As the number of hospitalizations for COVID-19 continues to grow, so too does the call for American companies to retool for the production of medical ventilators, and Ford is the latest company to answer it.

Ford is committing to producing 50,000 ventilators in the next 100 days in concert with GE Healthcare at its Rawsonville, Michigan components plant, according to an announcement made by the company on Monday. The production is set to begin on April 20 and will cap out at a planned 30,000 units per month once the lines are up to speed.

The ventilators being produced are unique in that they don't require any electrical power to function, operating on air pressure and bottled oxygen alone. The design has been licensed by GE Healthcare from a Florida company called Airon and should prove efficacious in the bulk of COVID-19 cases involving respiratory failure or difficulty breathing.
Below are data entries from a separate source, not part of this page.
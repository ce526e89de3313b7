// ── Bridge engine ──
//
// Synchronous composition of repository, mirror, discovery and
// publisher. One `Bridge` owns one mirror; the async service serializes
// every call behind a mutex, so nothing here needs interior locking.

use tracing::{debug, info, trace, warn};

use crate::command::{self, Command, Inbound};
use crate::discovery::{DeviceIdentity, DiscoveryBuilder};
use crate::error::CoreError;
use crate::model::{Entity, Fact, StatValue};
use crate::repository::PiholeRepository;
use crate::runner::CommandRunner;
use crate::store::{Observation, StateMirror};
use crate::topics::TopicLayout;
use crate::transport::Publisher;

/// Statistic mirrored from the blocking switch on every blocking read.
const STATUS_FACT_ID: &str = "PiHole_Status";

/// Counts from one reconciliation pass.
#[derive(Debug, Clone, Copy, Default, PartialEq, Eq)]
pub struct PollReport {
    /// Descriptors published.
    pub registered: usize,
    /// Values published.
    pub published: usize,
    pub unchanged: usize,
    /// Families whose read failed, plus publishes that failed.
    pub failures: usize,
}

impl PollReport {
    fn absorb(&mut self, other: Self) {
        self.registered += other.registered;
        self.published += other.published;
        self.unchanged += other.unchanged;
        self.failures += other.failures;
    }
}

/// What happened to one inbound message.
#[derive(Debug)]
pub enum Dispatch {
    /// Mutation succeeded; `published` values were re-sent.
    Applied { command: Command, published: usize },
    /// Mutation attempted and reported failure. Nothing was published.
    Failed { command: Command, error: CoreError },
    /// Payload not accepted. No mutation attempted.
    Rejected,
    /// Topic is not a command topic, or the group is not exposed.
    Ignored,
}

pub struct Bridge<R, P> {
    repo: PiholeRepository<R>,
    publisher: P,
    discovery: DiscoveryBuilder,
    topics: TopicLayout,
    mirror: StateMirror,
}

impl<R: CommandRunner, P: Publisher> Bridge<R, P> {
    pub fn new(
        repo: PiholeRepository<R>,
        publisher: P,
        identity: DeviceIdentity,
        topics: TopicLayout,
    ) -> Self {
        Self {
            repo,
            publisher,
            discovery: DiscoveryBuilder::new(identity, topics.clone()),
            topics,
            mirror: StateMirror::new(),
        }
    }

    pub fn mirror(&self) -> &StateMirror {
        &self.mirror
    }

    // ── Reconciliation ───────────────────────────────────────────────

    /// Forget everything and publish the full state again.
    ///
    /// Run on every broker connection: a new session is treated like a
    /// fresh start, never a resume.
    pub fn resync(&mut self) -> PollReport {
        self.mirror.clear();
        let report = self.poll();
        info!(
            registered = report.registered,
            published = report.published,
            "full sync complete"
        );
        report
    }

    /// Read every family, publish what is new or changed.
    ///
    /// A failing family is logged and skipped; the others still run.
    pub fn poll(&mut self) -> PollReport {
        let mut report = PollReport::default();

        match self.observe_groups() {
            Ok(groups) => report.absorb(self.reconcile(&groups)),
            Err(e) => {
                warn!(error = %e, "group poll failed");
                report.failures += 1;
            }
        }

        let status_known = match self.observe_blocking() {
            Ok(blocking) => {
                let known = !blocking.is_empty();
                report.absorb(self.reconcile(&blocking));
                known
            }
            Err(e) => {
                warn!(error = %e, "blocking status poll failed");
                report.failures += 1;
                false
            }
        };

        let mut stats = self.observe_statistics();
        if status_known {
            stats.retain(|e| e.key.id != STATUS_FACT_ID);
        }
        report.absorb(self.reconcile(&stats));

        debug!(
            registered = report.registered,
            published = report.published,
            unchanged = report.unchanged,
            failures = report.failures,
            "poll complete"
        );
        report
    }

    fn reconcile(&mut self, observed: &[Entity]) -> PollReport {
        let outcome = self.mirror.reconcile(observed);
        let mut report = PollReport {
            unchanged: outcome.unchanged.len(),
            ..PollReport::default()
        };

        for entity in &outcome.new {
            report.absorb(self.emit(entity, true));
        }
        for entity in &outcome.changed {
            report.absorb(self.emit(entity, false));
        }
        report
    }

    /// Publish descriptor (when new) then value. The mirror already
    /// holds `entity`'s value; failed publishes roll it back.
    fn emit(&mut self, entity: &Entity, is_new: bool) -> PollReport {
        let mut report = PollReport::default();

        if is_new {
            if let Err(e) = self.announce(entity) {
                warn!(key = %entity.key, error = %e, "discovery publish failed");
                self.mirror.forget(&entity.key);
                report.failures += 1;
                return report;
            }
            report.registered += 1;
        }

        let topic = self.topics.state_topic(&entity.key);
        match self.publisher.publish(&topic, &entity.value.payload()) {
            Ok(()) => {
                trace!(key = %entity.key, value = %entity.value, "state published");
                report.published += 1;
            }
            Err(e) => {
                warn!(key = %entity.key, error = %e, "state publish failed");
                self.mirror.mark_unpublished(&entity.key);
                report.failures += 1;
            }
        }
        report
    }

    fn announce(&self, entity: &Entity) -> Result<(), CoreError> {
        let announcement = self.discovery.announcement(entity)?;
        self.publisher
            .publish(&announcement.topic, &announcement.payload)?;
        debug!(key = %entity.key, topic = %announcement.topic, "entity registered");
        Ok(())
    }

    // ── Observation ──────────────────────────────────────────────────

    fn observe_groups(&self) -> Result<Vec<Entity>, CoreError> {
        let groups = self.repo.list_groups(&self.repo.store_config().group_filter)?;
        Ok(groups
            .into_iter()
            .map(|(name, enabled)| Entity::group(&name, enabled))
            .collect())
    }

    /// The blocking switch and its status statistic, or nothing when the
    /// state cannot be determined.
    fn observe_blocking(&self) -> Result<Vec<Entity>, CoreError> {
        let Some(enabled) = self.repo.blocking_status()? else {
            debug!("blocking state unknown");
            return Ok(Vec::new());
        };

        let status = Entity::from(Fact {
            id: STATUS_FACT_ID.to_owned(),
            label: "PiHole Status".to_owned(),
            value: StatValue::Text(if enabled { "Active" } else { "Offline" }.to_owned()),
            unit: None,
        });
        Ok(vec![Entity::blocking(enabled), status])
    }

    fn observe_statistics(&self) -> Vec<Entity> {
        self.repo
            .list_statistics()
            .into_iter()
            .map(Entity::from)
            .collect()
    }

    // ── Commands ─────────────────────────────────────────────────────

    /// Decode and apply one inbound message.
    pub fn handle_message(&mut self, topic: &str, payload: &[u8]) -> Dispatch {
        match command::decode(&self.topics, topic, payload) {
            Inbound::Ignored => {
                trace!(%topic, "ignoring message on foreign topic");
                Dispatch::Ignored
            }
            Inbound::Rejected { topic, payload } => {
                warn!(%topic, %payload, "unexpected payload, expected \"0\" or \"1\"");
                Dispatch::Rejected
            }
            Inbound::Command(command) => self.execute(command),
        }
    }

    /// Run a mutation and, on success, re-publish the affected entity.
    pub fn execute(&mut self, command: Command) -> Dispatch {
        let result = match &command {
            Command::SetGroup { name, enabled } => {
                if !self.is_exposed(name) {
                    warn!(group = %name, "command for a group outside the filter, ignoring");
                    return Dispatch::Ignored;
                }
                self.repo.set_group_enabled(name, *enabled)
            }
            Command::SetBlocking { enabled } => self.repo.set_blocking(*enabled),
        };

        if let Err(error) = result {
            warn!(?command, error = %error, "mutation failed");
            return Dispatch::Failed { command, error };
        }

        info!(?command, "mutation applied");
        let published = match self.refresh_target(&command) {
            Ok(report) => report.published,
            Err(e) => {
                warn!(?command, error = %e, "re-read after mutation failed");
                0
            }
        };
        Dispatch::Applied { command, published }
    }

    fn is_exposed(&self, group: &str) -> bool {
        group
            .to_lowercase()
            .contains(&self.repo.store_config().group_filter.to_lowercase())
    }

    /// Targeted, out-of-cycle sync of the entity a command touched.
    ///
    /// Publishes even when the value equals the mirror: the controller
    /// waits for this echo to confirm the switch.
    fn refresh_target(&mut self, command: &Command) -> Result<PollReport, CoreError> {
        let observed = match command {
            Command::SetGroup { name, .. } => self
                .observe_groups()?
                .into_iter()
                .filter(|e| e.key.id == *name)
                .collect(),
            Command::SetBlocking { .. } => self.observe_blocking()?,
        };

        if observed.is_empty() {
            debug!(?command, "entity not visible after mutation");
        }

        let mut report = PollReport::default();
        for entity in &observed {
            let is_new = self.mirror.observe(entity) == Observation::New;
            report.absorb(self.emit(entity, is_new));
        }
        Ok(report)
    }
}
"The Ford and GE Healthcare teams, working creatively and tirelessly, have found a way to produce this vitally needed ventilator quickly and in meaningful numbers," said Jim Hackett, Ford's president and CEO, in a statement. "By producing this ventilator in Michigan, in strong partnership with the UAW, we can help health care workers save lives, and that's our No. 1 priority."

The production of these simplified and unpowered ventilators will occur in parallel with a previously announced plan to have Ford assist GE Healthcare in building ventilators of its own design. Both programs are said to have the full support of the United Auto Workers (UAW) union.